The pilot, Lieutenant Mark Lange, tried to control the aircraft in order to safely eject the crew. After a rapid, low-level descent, the Intruder was seen to pull up and likely stalled, resulting in a crash on a hill at 1,000 ft MSL, near a village surrounded by Syrian anti-aircraft artillery positions. Lange ejected both himself and Goodman in the final moment, but his parachute failed to properly deploy before he hit the ground. Lange's left leg was severely injured and he died shortly after capture by Syrian troops and Lebanese civilians. Goodman, rendered unconscious, broke three ribs, and injured a shoulder and a knee during the landing, but was otherwise stable. He was captured and awakened by the Syrians and taken to Damascus.

==Captivity==
Goodman was held for more than a month, during which the U.S. government made numerous attempts to free him. He had a few visitors, including Ambassador Robert Paganelli who brought him Christmas dinner.

==Release==
In December 1983, Jesse Jackson traveled to Syria with a delegation that included; Reverend Wyatt T. Walker, Louis Farrakhan, Jack Mendelson, Thelma C.D. Adair, Reverend M. William Howard Jr., Florence Tate (Press Secretary), Julia Jones (Photographer), Thomas Porter, Jesse Jackson Jr., Jonathan Jackson, and others. The mission's peaceful purpose was accomplished, as they secured the release of Goodman.

==White House reception==
On 4 January 1984, U.S. president Ronald Reagan welcomed Lt. Goodman at the White House, hours after he and Rev. Jackson arrived back in the U.S.
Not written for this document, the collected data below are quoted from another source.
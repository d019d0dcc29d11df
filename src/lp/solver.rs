//! Solver interface, solve options and solutions.

use log::{debug, info, warn};
use serde::{Deserialize, Serialize};
use std::fmt;
use std::sync::atomic::{AtomicBool, Ordering};
use std::sync::Arc;
use std::time::{Duration, Instant};

use super::expr::VarId;
use super::model::{ConstraintId, LpModel};
use crate::error::SolverError;

/// Values at or below this are treated as zero when reporting activity.
///
/// Absorbs numeric noise from the continuous relaxation.
pub const ACTIVITY_EPSILON: f64 = 0.01;

/// Outcome status of a solve.
#[derive(Debug, Clone, Copy, PartialEq, Eq, Hash, Serialize, Deserialize)]
#[serde(rename_all = "snake_case")]
pub enum SolverStatus {
    /// Proven optimal solution found.
    Optimal,
    /// Feasible solution found, optimality not proven.
    Suboptimal,
    /// No feasible point exists.
    Infeasible,
    /// Time limit reached.
    TimeLimit,
    /// Objective is unbounded.
    Unbounded,
    /// Stopped through the interrupt flag.
    Interrupted,
    /// Numerical trouble inside the optimizer.
    Numeric,
    /// Anything else.
    Unknown,
}

impl SolverStatus {
    /// Lowercase status label.
    pub fn as_str(self) -> &'static str {
        match self {
            SolverStatus::Optimal => "optimal",
            SolverStatus::Suboptimal => "suboptimal",
            SolverStatus::Infeasible => "infeasible",
            SolverStatus::TimeLimit => "time_limit",
            SolverStatus::Unbounded => "unbounded",
            SolverStatus::Interrupted => "interrupted",
            SolverStatus::Numeric => "numeric",
            SolverStatus::Unknown => "unknown",
        }
    }

    /// Whether a solve ending in this status may carry a feasible
    /// assignment (an incumbent, for limit-based stops).
    pub fn admits_assignment(self) -> bool {
        matches!(
            self,
            SolverStatus::Optimal
                | SolverStatus::Suboptimal
                | SolverStatus::TimeLimit
                | SolverStatus::Interrupted
        )
    }
}

impl fmt::Display for SolverStatus {
    fn fmt(&self, f: &mut fmt::Formatter<'_>) -> fmt::Result {
        f.write_str(self.as_str())
    }
}

/// Per-solve options.
///
/// The interrupt flag is shared with the caller: setting it asks the
/// optimizer to stop at its next opportunity.
#[derive(Debug, Clone, Default, Serialize, Deserialize)]
#[serde(default)]
pub struct SolveOptions {
    /// Wall-clock limit for a single optimize call.
    pub time_limit: Option<Duration>,
    /// Let the optimizer print its own progress.
    pub verbose: bool,
    #[serde(skip)]
    pub interrupt: Option<Arc<AtomicBool>>,
}

impl SolveOptions {
    /// Default options: no time limit, quiet.
    pub fn new() -> Self {
        Self::default()
    }

    /// Sets the time limit.
    pub fn with_time_limit(mut self, limit: Duration) -> Self {
        self.time_limit = Some(limit);
        self
    }

    /// Enables optimizer output.
    pub fn with_verbose(mut self, verbose: bool) -> Self {
        self.verbose = verbose;
        self
    }

    /// Attaches an interrupt flag.
    pub fn with_interrupt(mut self, flag: Arc<AtomicBool>) -> Self {
        self.interrupt = Some(flag);
        self
    }

    /// Whether the interrupt flag is raised.
    pub fn is_interrupted(&self) -> bool {
        self.interrupt
            .as_ref()
            .is_some_and(|flag| flag.load(Ordering::Relaxed))
    }
}

/// What an optimizer reports back for one optimize call.
#[derive(Debug, Clone, PartialEq)]
pub struct RawOutcome {
    pub status: SolverStatus,
    /// Values indexed by variable; empty when there is no assignment.
    pub values: Vec<f64>,
    pub objective_value: Option<f64>,
}

impl RawOutcome {
    /// Outcome without an assignment.
    pub fn status_only(status: SolverStatus) -> Self {
        Self {
            status,
            values: Vec::new(),
            objective_value: None,
        }
    }
}

/// The optimization engine.
///
/// Implementations wrap an external optimizer. They receive a finished
/// model and must not retain it between calls.
pub trait Solver {
    /// Backend name, for logging.
    fn name(&self) -> &str;

    /// Optimizes the model.
    ///
    /// Non-optimal outcomes are statuses, not errors. `Err` means the
    /// backend itself failed.
    fn optimize(&self, model: &LpModel, options: &SolveOptions) -> Result<RawOutcome, SolverError>;

    /// Computes an irreducible infeasible subset of the constraints.
    ///
    /// Only meaningful for infeasible models; may be unsupported or fail.
    fn compute_infeasible_subset(
        &self,
        _model: &LpModel,
        _options: &SolveOptions,
    ) -> Result<Vec<ConstraintId>, SolverError> {
        Err(SolverError::Unsupported)
    }
}

/// Result of one solve. Produced once, never mutated afterwards.
#[derive(Debug, Clone, PartialEq)]
pub struct Solution {
    pub status: SolverStatus,
    /// Values indexed by variable; empty unless the status admits an assignment.
    pub values: Vec<f64>,
    pub objective_value: Option<f64>,
    /// Infeasible-constraint witness; empty unless the status is infeasible
    /// and the subset could be computed.
    pub infeasible_subset: Vec<ConstraintId>,
    pub solve_time: Duration,
}

impl Solution {
    /// Whether variable values can be read.
    pub fn has_assignment(&self) -> bool {
        self.status.admits_assignment() && !self.values.is_empty()
    }

    /// Value of a variable (0 when there is no assignment).
    pub fn value(&self, var: VarId) -> f64 {
        self.values.get(var.index()).copied().unwrap_or(0.0)
    }

    /// Value above [`ACTIVITY_EPSILON`].
    pub fn is_active(&self, var: VarId) -> bool {
        self.value(var) > ACTIVITY_EPSILON
    }

    /// Binary reading of an indicator variable.
    pub fn is_set(&self, var: VarId) -> bool {
        self.value(var) > 0.5
    }
}

/// Runs one solve of `model` and packages the outcome.
///
/// When the model is infeasible the solver is asked for an infeasible
/// subset; a failure there is logged and leaves the witness empty.
pub fn solve<S: Solver + ?Sized>(model: &LpModel, solver: &S, options: &SolveOptions) -> Solution {
    let stats = model.statistics();
    debug!(
        "{}: solving `{}` ({} vars, {} binary, {} constraints)",
        solver.name(),
        model.name(),
        stats.num_variables,
        stats.num_binary_vars,
        stats.num_constraints
    );

    let start = Instant::now();
    let outcome = match solver.optimize(model, options) {
        Ok(outcome) => outcome,
        Err(err) => {
            warn!("{}: optimize failed on `{}`: {err}", solver.name(), model.name());
            RawOutcome::status_only(SolverStatus::Unknown)
        }
    };
    let solve_time = start.elapsed();

    let infeasible_subset = if outcome.status == SolverStatus::Infeasible {
        match solver.compute_infeasible_subset(model, options) {
            Ok(subset) => subset,
            Err(err) => {
                warn!("{}: no infeasible subset for `{}`: {err}", solver.name(), model.name());
                Vec::new()
            }
        }
    } else {
        Vec::new()
    };

    let values = if outcome.status.admits_assignment() {
        outcome.values
    } else {
        Vec::new()
    };

    info!(
        "{}: `{}` finished {} in {:?}",
        solver.name(),
        model.name(),
        outcome.status,
        solve_time
    );

    Solution {
        status: outcome.status,
        values,
        objective_value: outcome.objective_value,
        infeasible_subset,
        solve_time,
    }
}

#[cfg(test)]
mod tests {
    use super::*;

    struct Fixed(RawOutcome);

    impl Solver for Fixed {
        fn name(&self) -> &str {
            "fixed"
        }

        fn optimize(&self, _: &LpModel, _: &SolveOptions) -> Result<RawOutcome, SolverError> {
            Ok(self.0.clone())
        }
    }

    struct Broken;

    impl Solver for Broken {
        fn name(&self) -> &str {
            "broken"
        }

        fn optimize(&self, _: &LpModel, _: &SolveOptions) -> Result<RawOutcome, SolverError> {
            Err(SolverError::Backend("license expired".into()))
        }
    }

    #[test]
    fn test_status_labels() {
        assert_eq!(SolverStatus::TimeLimit.to_string(), "time_limit");
        assert!(SolverStatus::Suboptimal.admits_assignment());
        assert!(!SolverStatus::Infeasible.admits_assignment());
    }

    #[test]
    fn test_infeasible_with_unsupported_subset_degrades() {
        let model = LpModel::new("m");
        let solution = solve(&model, &Fixed(RawOutcome::status_only(SolverStatus::Infeasible)), &SolveOptions::new());
        assert_eq!(solution.status, SolverStatus::Infeasible);
        assert!(solution.infeasible_subset.is_empty());
        assert!(!solution.has_assignment());
    }

    #[test]
    fn test_backend_failure_becomes_status() {
        let model = LpModel::new("m");
        let solution = solve(&model, &Broken, &SolveOptions::new());
        assert_eq!(solution.status, SolverStatus::Unknown);
        assert!(solution.values.is_empty());
    }

    #[test]
    fn test_values_dropped_without_feasible_point() {
        let model = LpModel::new("m");
        let outcome = RawOutcome {
            status: SolverStatus::Unbounded,
            values: vec![1.0],
            objective_value: None,
        };
        let solution = solve(&model, &Fixed(outcome), &SolveOptions::new());
        assert!(solution.values.is_empty());
        assert_eq!(solution.value(VarId(0)), 0.0);
    }

    #[test]
    fn test_activity_threshold() {
        let solution = Solution {
            status: SolverStatus::TimeLimit,
            values: vec![0.005, 0.5, 1.0],
            objective_value: Some(1.0),
            infeasible_subset: Vec::new(),
            solve_time: Duration::ZERO,
        };
        assert!(solution.has_assignment());
        assert!(!solution.is_active(VarId(0)));
        assert!(solution.is_active(VarId(1)));
        assert!(!solution.is_set(VarId(1)));
        assert!(solution.is_set(VarId(2)));
    }

    #[test]
    fn test_interrupt_flag() {
        let flag = Arc::new(AtomicBool::new(false));
        let options = SolveOptions::new().with_interrupt(Arc::clone(&flag));
        assert!(!options.is_interrupted());
        flag.store(true, Ordering::Relaxed);
        assert!(options.is_interrupted());
    }
}
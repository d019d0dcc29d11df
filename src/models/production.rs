//! Products and the shared resources they consume.
//!
//! Each unit of a product draws a fixed amount of every resource it needs
//! and earns a fixed profit. Quantities are continuous.

use serde::{Deserialize, Serialize};
use std::collections::HashMap;

/// A product of the production mix.
#[derive(Debug, Clone, Serialize, Deserialize)]
pub struct Product {
    /// Unique product identifier.
    pub id: String,
    /// Profit per unit produced.
    pub profit: f64,
    /// Amount of each resource drawn per unit.
    pub needs: HashMap<String, f64>,
    /// Committed minimum output; 0 means none.
    #[serde(default)]
    pub min_output: f64,
}

impl Product {
    /// Creates a product with no resource needs.
    pub fn new(id: impl Into<String>, profit: f64) -> Self {
        Self {
            id: id.into(),
            profit,
            needs: HashMap::new(),
            min_output: 0.0,
        }
    }

    /// Adds a per-unit resource need.
    pub fn with_need(mut self, resource: impl Into<String>, amount: f64) -> Self {
        self.needs.insert(resource.into(), amount);
        self
    }

    /// Commits to producing at least `quantity` units.
    pub fn with_min_output(mut self, quantity: f64) -> Self {
        self.min_output = quantity;
        self
    }

    /// Per-unit draw on `resource` (0 if not needed).
    pub fn need(&self, resource: &str) -> f64 {
        self.needs.get(resource).copied().unwrap_or(0.0)
    }
}

/// A resource with a fixed availability over the planning period.
#[derive(Debug, Clone, Serialize, Deserialize)]
pub struct ProductionResource {
    pub id: String,
    pub available: f64,
}

impl ProductionResource {
    pub fn new(id: impl Into<String>, available: f64) -> Self {
        Self {
            id: id.into(),
            available,
        }
    }
}

#[cfg(test)]
mod tests {
    use super::*;

    #[test]
    fn test_needs_default_to_zero() {
        let p = Product::new("doors", 3.0).with_need("plant1", 1.0);
        assert_eq!(p.need("plant1"), 1.0);
        assert_eq!(p.need("plant2"), 0.0);
        assert_eq!(p.min_output, 0.0);
    }

    #[test]
    fn test_product_from_json() {
        let p: Product = serde_json::from_str(r#"{"id": "windows", "profit": 5.0, "needs": {"plant2": 2.0}}"#).unwrap();
        assert_eq!(p.need("plant2"), 2.0);
        assert_eq!(p.min_output, 0.0);
    }
}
Reagan said Lt. Goodman "exemplified qualities of leadership and loyalty" and said Jackson's "mission of mercy" had "earned our gratitude and our admiration." In turn, Jackson praised Reagan for sending a letter to Syrian president Assad calling for cooperation in bringing peace to Lebanon.

==Aftermath==
Following captivity, release, and return to the United States, Goodman remained in active service.

Goodman was featured in an episode of Wings Over the Gulf ("In Harm's Way", 1992) in which he discussed his experiences in the Gulf War of 1991 with Iraq, flying the A-6 Intruder.

Goodman retired with the rank of commander in 1995. He subsequently became a business owner in Colorado Springs, Colorado.